Cuando pasa por la sala, Karen todavía sigue conectada por lo que camina sin despedirse. Sin embargo, alguien lo llama poco antes de que llegue a la puerta. Tae Hyuk se vuelve y se encuentra con la expresión perpleja de Karen que intercala la mirada entre él y a la pantalla, antes de voltear esta última para mostrársela.
—¿Gerard? —pregunta Tae Hyuk tras unos segundos de duda.
—¡Sabía que eras tú! —contesta, en francés, el hombre que aparece en la pantalla sentado junto a Diana y a Sofía.

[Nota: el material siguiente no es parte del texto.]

//! Ledger store contract: the narrow repository interface the engine
//! reads and writes through, plus the row types it traffics in.
//!
//! The engine computes a trade's full effect up front and hands the store
//! a set of mutations plus the log rows to append; `apply` commits them
//! all-or-nothing. Two implementations exist: [`crate::mem_store::MemStore`]
//! for tests and simulation, [`crate::pg_store::PgStore`] for Postgres.

use std::future::Future;

use chrono::{DateTime, Utc};
use serde::{Deserialize, Serialize};

use crate::error::EngineResult;
use crate::lmsr::{self, Side};

/// Resolution outcome. HALF settles every share at $0.50 regardless of side.
#[derive(Debug, Clone, Copy, PartialEq, Eq, Serialize, Deserialize)]
#[serde(rename_all = "UPPERCASE")]
pub enum Outcome {
    Yes,
    No,
    Half,
}

impl Outcome {
    pub fn parse(s: &str) -> Option<Outcome> {
        match s.to_ascii_uppercase().as_str() {
            "YES" => Some(Outcome::Yes),
            "NO" => Some(Outcome::No),
            "HALF" => Some(Outcome::Half),
            _ => None,
        }
    }

    pub fn as_str(&self) -> &'static str {
        match self {
            Outcome::Yes => "YES",
            Outcome::No => "NO",
            Outcome::Half => "HALF",
        }
    }

    /// Settlement value of one share held on `side`, before fees.
    pub fn share_value(&self, side: Side) -> f64 {
        match self {
            Outcome::Half => 0.5,
            Outcome::Yes if side == Side::Yes => 1.0,
            Outcome::No if side == Side::No => 1.0,
            _ => 0.0,
        }
    }
}

impl std::fmt::Display for Outcome {
    fn fmt(&self, f: &mut std::fmt::Formatter<'_>) -> std::fmt::Result {
        f.write_str(self.as_str())
    }
}

/// Full market row: immutable metadata joined with live pool state.
#[derive(Debug, Clone, Serialize)]
pub struct Market {
    pub id: String,
    pub question: String,
    pub details: Option<String>,
    pub subject: Option<String>,
    pub creator: Option<String>,
    pub b: f64,
    pub yes_shares: f64,
    pub no_shares: f64,
    pub resolved: bool,
    pub resolution: Option<Outcome>,
    pub resolution_date: Option<DateTime<Utc>>,
    pub implied_odds: f64,
    pub volume_traded: f64,
    pub last_trade: Option<DateTime<Utc>>,
}

impl Market {
    pub fn pool_state(&self) -> lmsr::PoolState {
        lmsr::PoolState {
            q_yes: self.yes_shares,
            q_no: self.no_shares,
            b: self.b,
        }
    }
}

/// Creation shape for a new market; pool state starts at zero shares.
#[derive(Debug, Clone)]
pub struct NewMarket {
    pub id: String,
    pub question: String,
    pub details: Option<String>,
    pub subject: Option<String>,
    pub creator: Option<String>,
    pub b: f64,
}

/// Cash account row. Cash is exact i128 ledger units (micro-dollars).
#[derive(Debug, Clone, Serialize)]
pub struct Balance {
    pub account: String,
    pub cash: i128,
    pub volume_traded: f64,
    pub volume_resolved: f64,
}

/// A user's holding on one side of one market. `shares` never goes
/// negative; the row disappears when it reaches zero.
#[derive(Debug, Clone, Serialize)]
pub struct Position {
    pub user: String,
    pub market: String,
    pub side: Side,
    pub shares: f64,
    pub cost_basis: i128,
    pub last_trade: DateTime<Utc>,
}

#[derive(Debug, Clone, Copy, PartialEq, Eq, Serialize, Deserialize)]
#[serde(rename_all = "lowercase")]
pub enum TransferKind {
    Deposit,
    Withdrawal,
    Transfer,
}

impl TransferKind {
    pub fn as_str(&self) -> &'static str {
        match self {
            TransferKind::Deposit => "deposit",
            TransferKind::Withdrawal => "withdrawal",
            TransferKind::Transfer => "transfer",
        }
    }
}

/// One buy or sell. `shares` and `amount` are signed: positive for buys,
/// negative for sells. `balance_after` is filled in by the store at
/// commit time from the trader's post-mutation balance.
#[derive(Debug, Clone, Serialize)]
pub struct TradeRecord {
    pub user: String,
    pub market: String,
    pub side: Side,
    pub shares: f64,
    pub amount: i128,
    pub price: f64,
    pub balance_after: i128,
    pub at: DateTime<Utc>,
}

/// One deposit, withdrawal, or user-to-user transfer. `balance_after`
/// is the acting account's balance, filled in by the store.
#[derive(Debug, Clone, Serialize)]
pub struct TransferRecord {
    pub kind: TransferKind,
    pub from: Option<String>,
    pub to: Option<String>,
    pub amount: i128,
    pub balance_after: i128,
    pub at: DateTime<Utc>,
}

/// One user's settlement at resolution: the shares surrendered on one
/// side and the cash redeemed for them (zero for the losing side).
#[derive(Debug, Clone, Serialize)]
pub struct ResolutionRecord {
    pub user: String,
    pub market: String,
    pub side: Side,
    pub outcome: Outcome,
    pub shares: f64,
    pub redeemed: i128,
    pub at: DateTime<Utc>,
}

/// Append-only audit rows; exactly one economic event each.
#[derive(Debug, Clone, Serialize)]
pub enum LogRecord {
    Trade(TradeRecord),
    Transfer(TransferRecord),
    Resolution(ResolutionRecord),
}

/// Typed field updates the engine can commit through `apply`. Mutations
/// that name a market operate on the market `apply` was scoped to.
#[derive(Debug, Clone)]
pub enum Mutation {
    /// Overwrite the pool totals and derived odds, bump traded volume,
    /// stamp the last-trade time.
    MarketTotals {
        q_yes: f64,
        q_no: f64,
        implied_odds: f64,
        volume_delta: f64,
        at: DateTime<Utc>,
    },
    /// Terminal transition to RESOLVED.
    MarkResolved { outcome: Outcome, at: DateTime<Utc> },
    /// Adjust an account's cash. Unless `allow_negative` (pool account
    /// only), the store must refuse a delta that would take the balance
    /// below zero and fail the whole apply with `InsufficientCash`.
    AdjustCash {
        account: String,
        delta: i128,
        allow_negative: bool,
    },
    /// Add to (or subtract from) a position; creates the row on first
    /// buy, removes it when shares reach zero. A subtraction past the
    /// held amount fails the whole apply with `InsufficientShares`.
    AdjustPosition {
        user: String,
        side: Side,
        shares_delta: f64,
        cost_delta: i128,
        at: DateTime<Utc>,
    },
    /// Drop a position row outright (redemption).
    RemovePosition { user: String, side: Side },
    /// Bump an account's cumulative volume counters.
    BumpVolume {
        account: String,
        traded: f64,
        resolved: f64,
    },
    /// Delete the market and cascade to its positions.
    CascadeDelete,
}

/// The repository interface between engine and durable state.
///
/// `apply` is the only write path: every mutation and log row in one call
/// commits atomically or not at all. Reads may lag writes issued by other
/// processes but never tear a row.
pub trait LedgerStore: Send + Sync + 'static {
    fn get_market(&self, id: &str) -> impl Future<Output = EngineResult<Option<Market>>> + Send;

    fn list_markets(&self) -> impl Future<Output = EngineResult<Vec<Market>>> + Send;

    /// Fetch an account's balance, creating it with the default opening
    /// balance on first touch.
    fn get_balance(&self, account: &str) -> impl Future<Output = EngineResult<Balance>> + Send;

    fn get_position(
        &self,
        user: &str,
        market: &str,
        side: Side,
    ) -> impl Future<Output = EngineResult<Option<Position>>> + Send;

    /// All live positions in one market, both sides.
    fn market_positions(
        &self,
        market: &str,
    ) -> impl Future<Output = EngineResult<Vec<Position>>> + Send;

    /// All live positions held by one user.
    fn user_positions(
        &self,
        user: &str,
    ) -> impl Future<Output = EngineResult<Vec<Position>>> + Send;

    /// Insert market metadata and zeroed pool state atomically; fails
    /// with `MarketExists` on a duplicate id.
    fn insert_market(&self, market: NewMarket)
        -> impl Future<Output = EngineResult<()>> + Send;

    /// Commit mutations plus log appends as one atomic unit. `market`
    /// scopes the market-level mutations; pure cash movements pass None.
    fn apply(
        &self,
        market: Option<&str>,
        mutations: Vec<Mutation>,
        logs: Vec<LogRecord>,
    ) -> impl Future<Output = EngineResult<()>> + Send;
}

/// Positions smaller than this are dust from float subtraction and get
/// dropped rather than stored.
pub const SHARE_EPSILON: f64 = 1e-9;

Tae Hyuk se acerca sorprendido por tan inesperado encuentro.
—¿Tú eres el francés de Diana? —pregunta, en el idioma del hombre, todavía sin poder creer semejante coincidencia.
—¡Eso creo! —responde Gerard con una alegre risotada—. Pero cuéntame, ¿qué haces tú allí?
—Es una larga historia…
Diana, en un francés muy precario, le pregunta a su novio de dónde conoce a Tae Hyuk, de modo que Gerard, en una curiosa mezcla de franco—española, le explica que lo hospedó hace varios años cuando el coreano llegó a Francia en su recorrido por Europa. Diana se encarga de repetir la historia a Sofía y a Karen, que no la han entendido del todo, dejando a todos sorprendidos por tremenda casualidad.
Tae Hyuk se despide de Gerard con la promesa de contactarlo pronto para que conversen con tranquilidad, a lo que el francés accede encantado.
Ya en la casa, más o menos un par de horas después, Tae Hyuk prepara la mesa para el almuerzo y se sorprende al ver a Andrea preparada para salir a trabajar.
—Ya me voy —dice ella en español sin traducir, rumbo a la puerta.
Tae Hyuk se apresura a cortarle el paso y con un gesto le señala la mesa.
—Es tarde —responde ella intentando safarse sin éxito.
Kim saca su teléfono del bolsillo para traducir y con un ligero tono de advertencia le dice:
—Son las doce y todavía no has comido. Entras al trabajo a las dos, todavía tienes tiempo.
Andrea, evidentemente desconcertada porque él conozca su horario, se rinde. Tae Hyuk frunce el entrecejo; hubiera preferido que se pusiera a discutir con él. El que solo se calle sin más es signo de su poco ánimo.
—Sit down —ordena con un gesto brusco en un intento por provocarla… pero ella, simplemente, obedece.
Tae Hyuk vuelve a la cocina y trae todos los platillos que componen el almuerzo, para luego disponerlos armoniosamente en la mesa. Andrea coge su cuenco y sirve una porción de arroz, y un poco de los guisos, vegetales y salsas que hay.
Tae Hyuk la observa como un padre complacido miraría a su retoño. Le gusta esa sensación de armonía que ha empezado a establecerse entre ella y la idiosincrasia asiática de él. Casi sin darse cuenta la imagina en su departamento en Corea, compartiendo sus comidas y sus rutinas con la misma naturalidad con la que lo hacen en esta precaria casita sudamericana. Pero lo que no encaja en absoluto es esa expresión vacía, esa conformidad dolida en las maneras de ella.
Andrea come por obligación, no con el disfrute de antes, y eso hace que a Tae Hyuk se le acumule una tensión desagradable en los hombros. Intentando disiparlas, se sirve su propia comida, la degusta con agrado pues sabe muy bien, pero no logra disfrutarla del todo porque, frente a sus ojos, ella se está llenando la boca con el único objetivo de acabar su ración para no botarla. De repente, Tae Hyuk le coloca pequeñas presas en el cuenco, las más apetitosas, con el deseo instintivo de que recupere su gusto innato por comer…. por vivir.